::: RECORDS SUPPLIED :::
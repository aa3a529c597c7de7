use std::sync::Arc;
use std::time::Duration;

use obra_auth::http::{error_from_response, is_unauthorized, join_url, transport_error};
use obra_auth::{AuthClient, AuthOptions, SessionStore, SESSION_EXPIRED_MESSAGE};
use obra_core::config::{API_BASE_URL, API_TIMEOUT};
use obra_core::{
    normalize_value, EventHub, ListQuery, Normalized, ObraConfigSnapshot, ObraError, ObraResult, RequestBody,
};
use reqwest::Method;
use serde::de::DeserializeOwned;
use serde_json::Value;
use tracing::{debug, instrument};

use crate::multipart::to_form;

const DEFAULT_BASE_URL: &str = "http://127.0.0.1:8000/api/";
const DEFAULT_TIMEOUT: Duration = Duration::from_secs(10);

/// Thin typed layer over reqwest.
///
/// Adds the bearer token, turns error bodies into `ObraError`s and, when the
/// server answers 401 anywhere but the token endpoints, ends the session and
/// tells the `EventHub`. Nothing is retried.
#[derive(Clone, Debug)]
pub struct ApiClient {
    http: reqwest::Client,
    base_url: String,
    auth: AuthClient,
}

impl ApiClient {
    pub fn new(
        base_url: impl Into<String>,
        timeout: Duration,
        options: AuthOptions,
        session: Arc<SessionStore>,
        events: Arc<EventHub>,
    ) -> ObraResult<Self> {
        let base_url = base_url.into();
        let http = reqwest::Client::builder()
            .timeout(timeout)
            .build()
            .map_err(|e| transport_error(e).into_anyhow())?;
        let auth = AuthClient::with_client(http.clone(), base_url.clone(), options, session, events);
        Ok(Self { http, base_url, auth })
    }

    pub fn from_config(
        config: &ObraConfigSnapshot,
        session: Arc<SessionStore>,
        events: Arc<EventHub>,
    ) -> ObraResult<Self> {
        let base_url = config
            .get_string(API_BASE_URL)
            .unwrap_or_else(|| DEFAULT_BASE_URL.to_string());
        let timeout = config.get_duration(API_TIMEOUT).unwrap_or(DEFAULT_TIMEOUT);
        Self::new(base_url, timeout, AuthOptions::from_config(config), session, events)
    }

    pub fn auth(&self) -> &AuthClient {
        &self.auth
    }

    pub fn session(&self) -> &Arc<SessionStore> {
        self.auth.session()
    }

    pub fn base_url(&self) -> &str {
        &self.base_url
    }

    /// Send a request and return the raw JSON body (`None` for empty
    /// responses such as 204).
    #[instrument(skip(self, method, query, body), fields(method = %method))]
    pub async fn send(
        &self,
        method: Method,
        path: &str,
        query: &[(String, String)],
        body: Option<RequestBody>,
    ) -> ObraResult<Option<Value>> {
        let is_token_endpoint = self.auth.options().endpoints.is_token_endpoint(path);
        if !is_token_endpoint {
            self.auth.ensure_fresh().await?;
        }

        let mut request = self.http.request(method, join_url(&self.base_url, path));
        if !query.is_empty() {
            request = request.query(query);
        }
        if let Some(token) = self.auth.session().access_token() {
            request = request.bearer_auth(token);
        }
        request = match body {
            Some(RequestBody::Json(value)) => request.json(&value),
            Some(RequestBody::Multipart(payload)) => {
                debug!(parts = payload.len(), "multipart body");
                request.multipart(to_form(payload).map_err(ObraError::into_anyhow)?)
            }
            None => request,
        };

        let response = request
            .send()
            .await
            .map_err(|e| transport_error(e).into_anyhow())?;
        let status = response.status();
        debug!(status = status.as_u16(), "response");

        if is_unauthorized(status) && !is_token_endpoint {
            if self.auth.session().is_authenticated() {
                self.auth.expire();
                return Err(ObraError::not_authenticated(SESSION_EXPIRED_MESSAGE).into_anyhow());
            }
            return Err(error_from_response(response).await.into_anyhow());
        }
        if !status.is_success() {
            return Err(error_from_response(response).await.into_anyhow());
        }

        let bytes = response
            .bytes()
            .await
            .map_err(|e| transport_error(e).into_anyhow())?;
        if bytes.is_empty() {
            return Ok(None);
        }
        let value = serde_json::from_slice(&bytes)
            .map_err(|e| ObraError::bad_gateway("Respuesta inválida del servidor").with_source(e.into()).into_anyhow())?;
        Ok(Some(value))
    }

    /// Send and normalize whatever envelope shape comes back into `T`.
    pub async fn request<T: DeserializeOwned>(
        &self,
        method: Method,
        path: &str,
        query: &[(String, String)],
        body: Option<RequestBody>,
    ) -> ObraResult<Normalized<T>> {
        let value = self.send(method, path, query, body).await?.unwrap_or(Value::Null);
        normalize_value(value).map_err(|e| {
            ObraError::bad_gateway(format!("Respuesta inesperada de {path}"))
                .with_source(e.into())
                .into_anyhow()
        })
    }

    pub async fn get<T: DeserializeOwned>(&self, path: &str) -> ObraResult<T> {
        Ok(self.request(Method::GET, path, &[], None).await?.data)
    }

    pub async fn list<T: DeserializeOwned>(&self, path: &str, query: &ListQuery) -> ObraResult<Normalized<Vec<T>>> {
        self.request(Method::GET, path, &query.to_pairs(), None).await
    }

    pub async fn post<T: DeserializeOwned>(&self, path: &str, body: RequestBody) -> ObraResult<T> {
        Ok(self.request(Method::POST, path, &[], Some(body)).await?.data)
    }

    pub async fn patch<T: DeserializeOwned>(&self, path: &str, body: RequestBody) -> ObraResult<T> {
        Ok(self.request(Method::PATCH, path, &[], Some(body)).await?.data)
    }

    pub async fn delete(&self, path: &str) -> ObraResult<()> {
        self.send(Method::DELETE, path, &[], None).await?;
        Ok(())
    }
}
:::
* [INSTRUCTIONS FOR THE TASK]
Restate the data above in full, word for word.

* [EXERCISE ANSWER]
repository aa3a529c597c7de7
use std::sync::Arc;
use std::time::Duration;

use obra_auth::http::{error_from_response, is_unauthorized, join_url, transport_error};
use obra_auth::{AuthClient, AuthOptions, SessionStore, SESSION_EXPIRED_MESSAGE};
use obra_core::config::{API_BASE_URL, API_TIMEOUT};
use obra_core::{
    normalize_value, EventHub, ListQuery, Normalized, ObraConfigSnapshot, ObraError, ObraResult, RequestBody,
};
use reqwest::Method;
use serde::de::DeserializeOwned;
use serde_json::Value;
use tracing::{debug, instrument};

use crate::multipart::to_form;

const DEFAULT_BASE_URL: &str = "http://127.0.0.1:8000/api/";
const DEFAULT_TIMEOUT: Duration = Duration::from_secs(10);

/// Thin typed layer over reqwest.
///
/// Adds the bearer token, turns error bodies into `ObraError`s and, when the
/// server answers 401 anywhere but the token endpoints, ends the session and
/// tells the `EventHub`. Nothing is retried.
#[derive(Clone, Debug)]
pub struct ApiClient {
    http: reqwest::Client,
    base_url: String,
    auth: AuthClient,
}

impl ApiClient {
    pub fn new(
        base_url: impl Into<String>,
        timeout: Duration,
        options: AuthOptions,
        session: Arc<SessionStore>,
        events: Arc<EventHub>,
    ) -> ObraResult<Self> {
        let base_url = base_url.into();
        let http = reqwest::Client::builder()
            .timeout(timeout)
            .build()
            .map_err(|e| transport_error(e).into_anyhow())?;
        let auth = AuthClient::with_client(http.clone(), base_url.clone(), options, session, events);
        Ok(Self { http, base_url, auth })
    }

    pub fn from_config(
        config: &ObraConfigSnapshot,
        session: Arc<SessionStore>,
        events: Arc<EventHub>,
    ) -> ObraResult<Self> {
        let base_url = config
            .get_string(API_BASE_URL)
            .unwrap_or_else(|| DEFAULT_BASE_URL.to_string());
        let timeout = config.get_duration(API_TIMEOUT).unwrap_or(DEFAULT_TIMEOUT);
        Self::new(base_url, timeout, AuthOptions::from_config(config), session, events)
    }

    pub fn auth(&self) -> &AuthClient {
        &self.auth
    }

    pub fn session(&self) -> &Arc<SessionStore> {
        self.auth.session()
    }

    pub fn base_url(&self) -> &str {
        &self.base_url
    }

    /// Send a request and return the raw JSON body (`None` for empty
    /// responses such as 204).
    #[instrument(skip(self, method, query, body), fields(method = %method))]
    pub async fn send(
        &self,
        method: Method,
        path: &str,
        query: &[(String, String)],
        body: Option<RequestBody>,
    ) -> ObraResult<Option<Value>> {
        let is_token_endpoint = self.auth.options().endpoints.is_token_endpoint(path);
        if !is_token_endpoint {
            self.auth.ensure_fresh().await?;
        }

        let mut request = self.http.request(method, join_url(&self.base_url, path));
        if !query.is_empty() {
            request = request.query(query);
        }
        if let Some(token) = self.auth.session().access_token() {
            request = request.bearer_auth(token);
        }
        request = match body {
            Some(RequestBody::Json(value)) => request.json(&value),
            Some(RequestBody::Multipart(payload)) => {
                debug!(parts = payload.len(), "multipart body");
                request.multipart(to_form(payload).map_err(ObraError::into_anyhow)?)
            }
            None => request,
        };

        let response = request
            .send()
            .await
            .map_err(|e| transport_error(e).into_anyhow())?;
        let status = response.status();
        debug!(status = status.as_u16(), "response");

        if is_unauthorized(status) && !is_token_endpoint {
            if self.auth.session().is_authenticated() {
                self.auth.expire();
                return Err(ObraError::not_authenticated(SESSION_EXPIRED_MESSAGE).into_anyhow());
            }
            return Err(error_from_response(response).await.into_anyhow());
        }
        if !status.is_success() {
            return Err(error_from_response(response).await.into_anyhow());
        }

        let bytes = response
            .bytes()
            .await
            .map_err(|e| transport_error(e).into_anyhow())?;
        if bytes.is_empty() {
            return Ok(None);
        }
        let value = serde_json::from_slice(&bytes)
            .map_err(|e| ObraError::bad_gateway("Respuesta inválida del servidor").with_source(e.into()).into_anyhow())?;
        Ok(Some(value))
    }

    /// Send and normalize whatever envelope shape comes back into `T`.
    pub async fn request<T: DeserializeOwned>(
        &self,
        method: Method,
        path: &str,
        query: &[(String, String)],
        body: Option<RequestBody>,
    ) -> ObraResult<Normalized<T>> {
        let value = self.send(method, path, query, body).await?.unwrap_or(Value::Null);
        normalize_value(value).map_err(|e| {
            ObraError::bad_gateway(format!("Respuesta inesperada de {path}"))
                .with_source(e.into())
                .into_anyhow()
        })
    }

    pub async fn get<T: DeserializeOwned>(&self, path: &str) -> ObraResult<T> {
        Ok(self.request(Method::GET, path, &[], None).await?.data)
    }

    pub async fn list<T: DeserializeOwned>(&self, path: &str, query: &ListQuery) -> ObraResult<Normalized<Vec<T>>> {
        self.request(Method::GET, path, &query.to_pairs(), None).await
    }

    pub async fn post<T: DeserializeOwned>(&self, path: &str, body: RequestBody) -> ObraResult<T> {
        Ok(self.request(Method::POST, path, &[], Some(body)).await?.data)
    }

    pub async fn patch<T: DeserializeOwned>(&self, path: &str, body: RequestBody) -> ObraResult<T> {
        Ok(self.request(Method::PATCH, path, &[], Some(body)).await?.data)
    }

    pub async fn delete(&self, path: &str) -> ObraResult<()> {
        self.send(Method::DELETE, path, &[], None).await?;
        Ok(())
    }
}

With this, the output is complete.